# How to complete this task
Copy nothing from the entries below except the lines from the one containing "repository a602be226dfcb3b2" through the one containing "was toggled off.", and copy those exactly.

Dataset entries:
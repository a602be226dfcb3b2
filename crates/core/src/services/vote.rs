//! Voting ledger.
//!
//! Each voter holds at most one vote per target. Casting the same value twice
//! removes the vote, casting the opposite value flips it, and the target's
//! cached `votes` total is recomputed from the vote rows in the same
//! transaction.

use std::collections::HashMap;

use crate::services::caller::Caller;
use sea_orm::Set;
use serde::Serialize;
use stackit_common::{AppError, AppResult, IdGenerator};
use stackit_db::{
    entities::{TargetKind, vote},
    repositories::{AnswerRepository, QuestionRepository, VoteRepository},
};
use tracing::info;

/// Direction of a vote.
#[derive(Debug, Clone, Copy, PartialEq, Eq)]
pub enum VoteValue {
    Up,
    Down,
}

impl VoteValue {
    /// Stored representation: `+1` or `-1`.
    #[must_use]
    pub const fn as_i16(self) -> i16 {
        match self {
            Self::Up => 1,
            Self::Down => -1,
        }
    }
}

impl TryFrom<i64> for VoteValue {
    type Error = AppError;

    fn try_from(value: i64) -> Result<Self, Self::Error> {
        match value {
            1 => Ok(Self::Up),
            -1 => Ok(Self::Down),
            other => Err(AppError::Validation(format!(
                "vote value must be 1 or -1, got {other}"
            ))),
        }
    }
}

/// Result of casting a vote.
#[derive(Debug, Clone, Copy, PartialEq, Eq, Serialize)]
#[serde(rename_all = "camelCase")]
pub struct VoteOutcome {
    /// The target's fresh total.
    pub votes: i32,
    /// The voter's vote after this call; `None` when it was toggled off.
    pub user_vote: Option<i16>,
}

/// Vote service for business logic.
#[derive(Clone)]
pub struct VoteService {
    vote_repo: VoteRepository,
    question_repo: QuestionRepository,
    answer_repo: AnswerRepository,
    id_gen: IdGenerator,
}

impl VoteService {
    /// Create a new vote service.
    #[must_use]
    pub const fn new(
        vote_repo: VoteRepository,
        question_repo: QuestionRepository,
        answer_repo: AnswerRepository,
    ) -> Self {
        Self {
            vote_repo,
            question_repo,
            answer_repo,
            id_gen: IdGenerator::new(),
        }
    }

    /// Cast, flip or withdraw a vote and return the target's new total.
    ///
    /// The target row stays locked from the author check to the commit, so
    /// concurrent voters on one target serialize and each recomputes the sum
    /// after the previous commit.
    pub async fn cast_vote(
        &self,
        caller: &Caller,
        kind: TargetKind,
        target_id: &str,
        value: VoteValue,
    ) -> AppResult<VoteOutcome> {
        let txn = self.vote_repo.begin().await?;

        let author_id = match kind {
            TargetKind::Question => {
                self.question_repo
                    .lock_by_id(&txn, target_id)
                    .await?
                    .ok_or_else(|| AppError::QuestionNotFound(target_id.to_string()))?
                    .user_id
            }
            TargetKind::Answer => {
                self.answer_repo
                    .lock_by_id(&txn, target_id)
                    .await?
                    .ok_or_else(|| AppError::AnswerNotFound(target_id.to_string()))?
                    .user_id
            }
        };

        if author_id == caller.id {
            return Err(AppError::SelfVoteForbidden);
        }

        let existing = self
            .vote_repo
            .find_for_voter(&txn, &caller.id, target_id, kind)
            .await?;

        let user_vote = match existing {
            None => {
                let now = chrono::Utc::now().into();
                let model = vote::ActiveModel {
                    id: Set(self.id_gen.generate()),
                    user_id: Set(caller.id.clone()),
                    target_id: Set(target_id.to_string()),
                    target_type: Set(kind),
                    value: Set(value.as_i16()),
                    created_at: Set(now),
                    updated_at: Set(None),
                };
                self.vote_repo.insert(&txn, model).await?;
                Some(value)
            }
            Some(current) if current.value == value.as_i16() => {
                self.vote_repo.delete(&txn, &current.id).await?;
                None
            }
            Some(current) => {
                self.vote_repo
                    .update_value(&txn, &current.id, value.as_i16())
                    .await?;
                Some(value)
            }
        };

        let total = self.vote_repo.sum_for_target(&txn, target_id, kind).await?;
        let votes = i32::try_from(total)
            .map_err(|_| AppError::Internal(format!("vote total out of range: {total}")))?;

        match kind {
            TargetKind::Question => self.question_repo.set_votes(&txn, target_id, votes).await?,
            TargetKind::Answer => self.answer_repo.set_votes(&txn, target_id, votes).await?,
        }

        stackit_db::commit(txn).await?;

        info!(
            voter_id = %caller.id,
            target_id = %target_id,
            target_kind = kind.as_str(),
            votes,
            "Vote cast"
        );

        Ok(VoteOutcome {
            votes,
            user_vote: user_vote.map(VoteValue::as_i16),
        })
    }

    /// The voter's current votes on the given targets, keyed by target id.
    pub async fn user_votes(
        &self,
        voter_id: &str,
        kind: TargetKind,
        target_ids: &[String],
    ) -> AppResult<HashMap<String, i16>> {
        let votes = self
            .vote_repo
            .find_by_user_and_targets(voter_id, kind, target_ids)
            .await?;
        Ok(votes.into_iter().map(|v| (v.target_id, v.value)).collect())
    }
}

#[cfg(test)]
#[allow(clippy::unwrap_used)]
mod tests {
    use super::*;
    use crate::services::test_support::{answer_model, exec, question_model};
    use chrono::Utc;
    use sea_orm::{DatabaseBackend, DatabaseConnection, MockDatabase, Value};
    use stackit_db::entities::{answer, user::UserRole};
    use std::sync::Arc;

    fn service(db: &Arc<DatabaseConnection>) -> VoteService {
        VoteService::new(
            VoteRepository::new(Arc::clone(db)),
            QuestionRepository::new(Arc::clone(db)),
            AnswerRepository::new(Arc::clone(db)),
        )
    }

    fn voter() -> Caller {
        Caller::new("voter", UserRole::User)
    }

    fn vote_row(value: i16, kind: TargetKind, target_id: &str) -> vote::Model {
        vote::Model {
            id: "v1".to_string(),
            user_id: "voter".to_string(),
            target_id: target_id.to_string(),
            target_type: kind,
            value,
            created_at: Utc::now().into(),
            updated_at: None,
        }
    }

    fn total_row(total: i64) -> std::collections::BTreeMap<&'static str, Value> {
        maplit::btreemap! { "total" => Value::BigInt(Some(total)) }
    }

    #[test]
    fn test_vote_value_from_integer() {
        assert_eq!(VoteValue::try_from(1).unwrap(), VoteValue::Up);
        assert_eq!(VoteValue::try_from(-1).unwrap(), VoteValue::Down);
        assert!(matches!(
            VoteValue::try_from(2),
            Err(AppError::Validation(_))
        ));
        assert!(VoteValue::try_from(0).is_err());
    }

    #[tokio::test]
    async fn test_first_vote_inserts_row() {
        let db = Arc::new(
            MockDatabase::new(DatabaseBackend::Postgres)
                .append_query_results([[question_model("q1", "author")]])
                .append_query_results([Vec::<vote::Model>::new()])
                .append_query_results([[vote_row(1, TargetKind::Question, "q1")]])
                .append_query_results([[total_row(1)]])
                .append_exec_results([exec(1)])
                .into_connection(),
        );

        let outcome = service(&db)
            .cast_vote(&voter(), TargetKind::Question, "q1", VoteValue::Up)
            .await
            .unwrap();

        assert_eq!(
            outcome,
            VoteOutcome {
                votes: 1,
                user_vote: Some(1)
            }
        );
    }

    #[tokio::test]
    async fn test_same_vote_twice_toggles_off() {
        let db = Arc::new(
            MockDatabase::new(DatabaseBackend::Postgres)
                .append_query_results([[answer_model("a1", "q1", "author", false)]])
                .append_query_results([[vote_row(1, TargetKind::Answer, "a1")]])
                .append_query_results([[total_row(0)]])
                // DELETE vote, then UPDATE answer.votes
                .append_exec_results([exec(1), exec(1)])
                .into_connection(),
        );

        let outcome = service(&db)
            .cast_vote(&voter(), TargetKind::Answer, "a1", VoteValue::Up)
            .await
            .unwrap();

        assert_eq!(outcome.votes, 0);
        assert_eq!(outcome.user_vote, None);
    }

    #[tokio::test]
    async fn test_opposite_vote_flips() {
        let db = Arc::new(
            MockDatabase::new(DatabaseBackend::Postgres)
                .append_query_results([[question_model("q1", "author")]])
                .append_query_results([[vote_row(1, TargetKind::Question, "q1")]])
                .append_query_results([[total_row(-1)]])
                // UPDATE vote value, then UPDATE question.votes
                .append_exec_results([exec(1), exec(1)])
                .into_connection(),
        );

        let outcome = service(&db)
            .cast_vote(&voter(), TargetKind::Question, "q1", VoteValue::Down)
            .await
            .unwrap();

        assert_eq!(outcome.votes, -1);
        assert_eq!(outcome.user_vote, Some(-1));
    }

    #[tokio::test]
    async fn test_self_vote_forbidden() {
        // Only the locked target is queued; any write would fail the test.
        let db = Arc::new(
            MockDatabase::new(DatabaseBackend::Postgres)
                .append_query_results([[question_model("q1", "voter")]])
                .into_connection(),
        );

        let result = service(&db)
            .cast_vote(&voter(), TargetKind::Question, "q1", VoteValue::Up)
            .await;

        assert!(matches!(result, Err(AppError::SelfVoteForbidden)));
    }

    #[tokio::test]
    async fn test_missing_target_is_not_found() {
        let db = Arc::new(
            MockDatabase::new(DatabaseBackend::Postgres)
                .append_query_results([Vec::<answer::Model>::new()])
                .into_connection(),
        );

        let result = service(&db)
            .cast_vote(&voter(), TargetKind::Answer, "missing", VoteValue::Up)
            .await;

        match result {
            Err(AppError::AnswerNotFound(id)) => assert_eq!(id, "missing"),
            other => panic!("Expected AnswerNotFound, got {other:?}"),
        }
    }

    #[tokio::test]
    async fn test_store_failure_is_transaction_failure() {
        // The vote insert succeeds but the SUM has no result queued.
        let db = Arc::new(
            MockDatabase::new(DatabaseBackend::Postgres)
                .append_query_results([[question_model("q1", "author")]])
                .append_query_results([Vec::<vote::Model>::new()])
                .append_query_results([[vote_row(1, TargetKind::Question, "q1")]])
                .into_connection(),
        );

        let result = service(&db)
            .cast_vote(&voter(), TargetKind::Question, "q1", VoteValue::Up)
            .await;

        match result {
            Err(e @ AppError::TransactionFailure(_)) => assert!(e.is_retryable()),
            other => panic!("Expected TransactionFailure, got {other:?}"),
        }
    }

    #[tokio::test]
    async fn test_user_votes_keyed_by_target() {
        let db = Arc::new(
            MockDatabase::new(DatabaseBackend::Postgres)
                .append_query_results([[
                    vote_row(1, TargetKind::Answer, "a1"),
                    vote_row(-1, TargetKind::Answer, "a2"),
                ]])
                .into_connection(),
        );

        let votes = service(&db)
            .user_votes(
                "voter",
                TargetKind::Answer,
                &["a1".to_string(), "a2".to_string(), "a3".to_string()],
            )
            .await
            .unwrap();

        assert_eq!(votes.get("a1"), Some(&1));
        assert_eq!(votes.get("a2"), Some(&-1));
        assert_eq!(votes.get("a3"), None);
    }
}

* * *

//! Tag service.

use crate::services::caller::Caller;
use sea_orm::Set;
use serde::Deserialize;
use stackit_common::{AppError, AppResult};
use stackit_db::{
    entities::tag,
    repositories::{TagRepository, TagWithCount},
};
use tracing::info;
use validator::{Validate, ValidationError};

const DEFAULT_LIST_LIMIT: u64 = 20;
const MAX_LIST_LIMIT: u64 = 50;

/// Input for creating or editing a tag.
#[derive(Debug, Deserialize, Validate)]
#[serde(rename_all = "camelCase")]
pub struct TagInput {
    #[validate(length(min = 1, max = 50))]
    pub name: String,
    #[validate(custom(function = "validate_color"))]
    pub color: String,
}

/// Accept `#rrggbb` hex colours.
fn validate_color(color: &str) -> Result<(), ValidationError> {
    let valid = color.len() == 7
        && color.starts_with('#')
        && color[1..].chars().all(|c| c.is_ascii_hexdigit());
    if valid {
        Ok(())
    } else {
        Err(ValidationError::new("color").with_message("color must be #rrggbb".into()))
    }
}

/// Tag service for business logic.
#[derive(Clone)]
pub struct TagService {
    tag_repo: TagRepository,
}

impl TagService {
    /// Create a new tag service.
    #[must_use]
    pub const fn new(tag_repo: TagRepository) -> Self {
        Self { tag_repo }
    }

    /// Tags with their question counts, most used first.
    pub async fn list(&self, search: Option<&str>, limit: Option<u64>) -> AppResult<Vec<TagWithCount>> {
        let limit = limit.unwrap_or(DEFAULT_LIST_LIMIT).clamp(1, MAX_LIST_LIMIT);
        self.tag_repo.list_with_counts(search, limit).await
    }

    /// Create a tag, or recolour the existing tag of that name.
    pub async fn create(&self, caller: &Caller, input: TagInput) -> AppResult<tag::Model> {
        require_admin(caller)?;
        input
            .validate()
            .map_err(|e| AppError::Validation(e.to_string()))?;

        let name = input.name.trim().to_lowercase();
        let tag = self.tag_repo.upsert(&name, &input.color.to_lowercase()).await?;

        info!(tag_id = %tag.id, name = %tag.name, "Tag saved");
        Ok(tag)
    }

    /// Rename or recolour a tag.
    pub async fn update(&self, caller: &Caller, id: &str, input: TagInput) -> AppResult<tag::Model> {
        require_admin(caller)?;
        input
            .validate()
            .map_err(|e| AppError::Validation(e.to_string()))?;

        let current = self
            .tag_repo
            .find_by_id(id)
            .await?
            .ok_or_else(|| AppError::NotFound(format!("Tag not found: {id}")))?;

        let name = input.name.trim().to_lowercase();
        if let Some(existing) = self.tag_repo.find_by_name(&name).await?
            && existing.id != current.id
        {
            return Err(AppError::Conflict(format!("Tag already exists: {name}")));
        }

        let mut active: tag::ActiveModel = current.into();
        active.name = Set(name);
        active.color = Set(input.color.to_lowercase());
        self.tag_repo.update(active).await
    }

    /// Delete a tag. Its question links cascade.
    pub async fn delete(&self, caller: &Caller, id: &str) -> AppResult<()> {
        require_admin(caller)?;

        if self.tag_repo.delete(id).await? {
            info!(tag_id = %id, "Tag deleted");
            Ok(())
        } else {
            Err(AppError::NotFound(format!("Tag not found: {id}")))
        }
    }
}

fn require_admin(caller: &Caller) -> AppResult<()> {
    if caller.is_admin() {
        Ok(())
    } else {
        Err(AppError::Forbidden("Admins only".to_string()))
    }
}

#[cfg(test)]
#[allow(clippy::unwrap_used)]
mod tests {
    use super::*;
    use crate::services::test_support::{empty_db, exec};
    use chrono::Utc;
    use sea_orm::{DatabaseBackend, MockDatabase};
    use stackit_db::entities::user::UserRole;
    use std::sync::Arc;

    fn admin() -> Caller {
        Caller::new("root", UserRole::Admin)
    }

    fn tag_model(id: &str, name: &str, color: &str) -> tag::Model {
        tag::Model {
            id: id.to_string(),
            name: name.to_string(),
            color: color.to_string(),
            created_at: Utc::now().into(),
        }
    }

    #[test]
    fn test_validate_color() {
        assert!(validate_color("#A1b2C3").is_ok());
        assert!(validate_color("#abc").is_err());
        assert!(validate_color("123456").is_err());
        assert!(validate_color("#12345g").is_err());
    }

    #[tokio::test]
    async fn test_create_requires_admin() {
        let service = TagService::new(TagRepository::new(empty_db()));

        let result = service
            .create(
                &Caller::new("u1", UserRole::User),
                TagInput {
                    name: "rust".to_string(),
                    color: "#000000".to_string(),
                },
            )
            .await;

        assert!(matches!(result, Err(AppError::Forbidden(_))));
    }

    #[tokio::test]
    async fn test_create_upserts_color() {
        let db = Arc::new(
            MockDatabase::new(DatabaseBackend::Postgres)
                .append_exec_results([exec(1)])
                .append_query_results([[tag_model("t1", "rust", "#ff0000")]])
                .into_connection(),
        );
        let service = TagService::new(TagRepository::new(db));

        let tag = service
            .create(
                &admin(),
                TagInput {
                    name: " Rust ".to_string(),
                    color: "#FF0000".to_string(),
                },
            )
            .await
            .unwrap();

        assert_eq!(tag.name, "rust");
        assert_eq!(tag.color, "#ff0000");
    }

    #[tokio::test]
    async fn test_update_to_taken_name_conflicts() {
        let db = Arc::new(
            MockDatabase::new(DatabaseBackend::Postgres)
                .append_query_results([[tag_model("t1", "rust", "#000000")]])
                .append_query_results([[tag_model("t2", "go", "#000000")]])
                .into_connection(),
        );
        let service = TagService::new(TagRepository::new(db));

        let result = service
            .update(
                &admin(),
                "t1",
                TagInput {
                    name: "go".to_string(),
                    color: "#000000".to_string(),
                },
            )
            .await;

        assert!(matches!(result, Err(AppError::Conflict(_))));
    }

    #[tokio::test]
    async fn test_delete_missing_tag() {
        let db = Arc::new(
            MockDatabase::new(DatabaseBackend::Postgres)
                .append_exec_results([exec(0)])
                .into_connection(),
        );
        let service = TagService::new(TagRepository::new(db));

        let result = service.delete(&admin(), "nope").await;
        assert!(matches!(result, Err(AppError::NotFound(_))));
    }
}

# Your solution
repository a602be226dfcb3b2
filename crates/core/src/services/vote.rs
//! Voting ledger.
//!
//! Each voter holds at most one vote per target. Casting the same value twice
//! removes the vote, casting the opposite value flips it, and the target's
//! cached `votes` total is recomputed from the vote rows in the same
//! transaction.

use std::collections::HashMap;

use crate::services::caller::Caller;
use sea_orm::Set;
use serde::Serialize;
use stackit_common::{AppError, AppResult, IdGenerator};
use stackit_db::{
    entities::{TargetKind, vote},
    repositories::{AnswerRepository, QuestionRepository, VoteRepository},
};
use tracing::info;

/// Direction of a vote.
#[derive(Debug, Clone, Copy, PartialEq, Eq)]
pub enum VoteValue {
    Up,
    Down,
}

impl VoteValue {
    /// Stored representation: `+1` or `-1`.
    #[must_use]
    pub const fn as_i16(self) -> i16 {
        match self {
            Self::Up => 1,
            Self::Down => -1,
        }
    }
}

impl TryFrom<i64> for VoteValue {
    type Error = AppError;

    fn try_from(value: i64) -> Result<Self, Self::Error> {
        match value {
            1 => Ok(Self::Up),
            -1 => Ok(Self::Down),
            other => Err(AppError::Validation(format!(
                "vote value must be 1 or -1, got {other}"
            ))),
        }
    }
}

/// Result of casting a vote.
#[derive(Debug, Clone, Copy, PartialEq, Eq, Serialize)]
#[serde(rename_all = "camelCase")]
pub struct VoteOutcome {
    /// The target's fresh total.
    pub votes: i32,
    /// The voter's vote after this call; `None` when it was toggled off.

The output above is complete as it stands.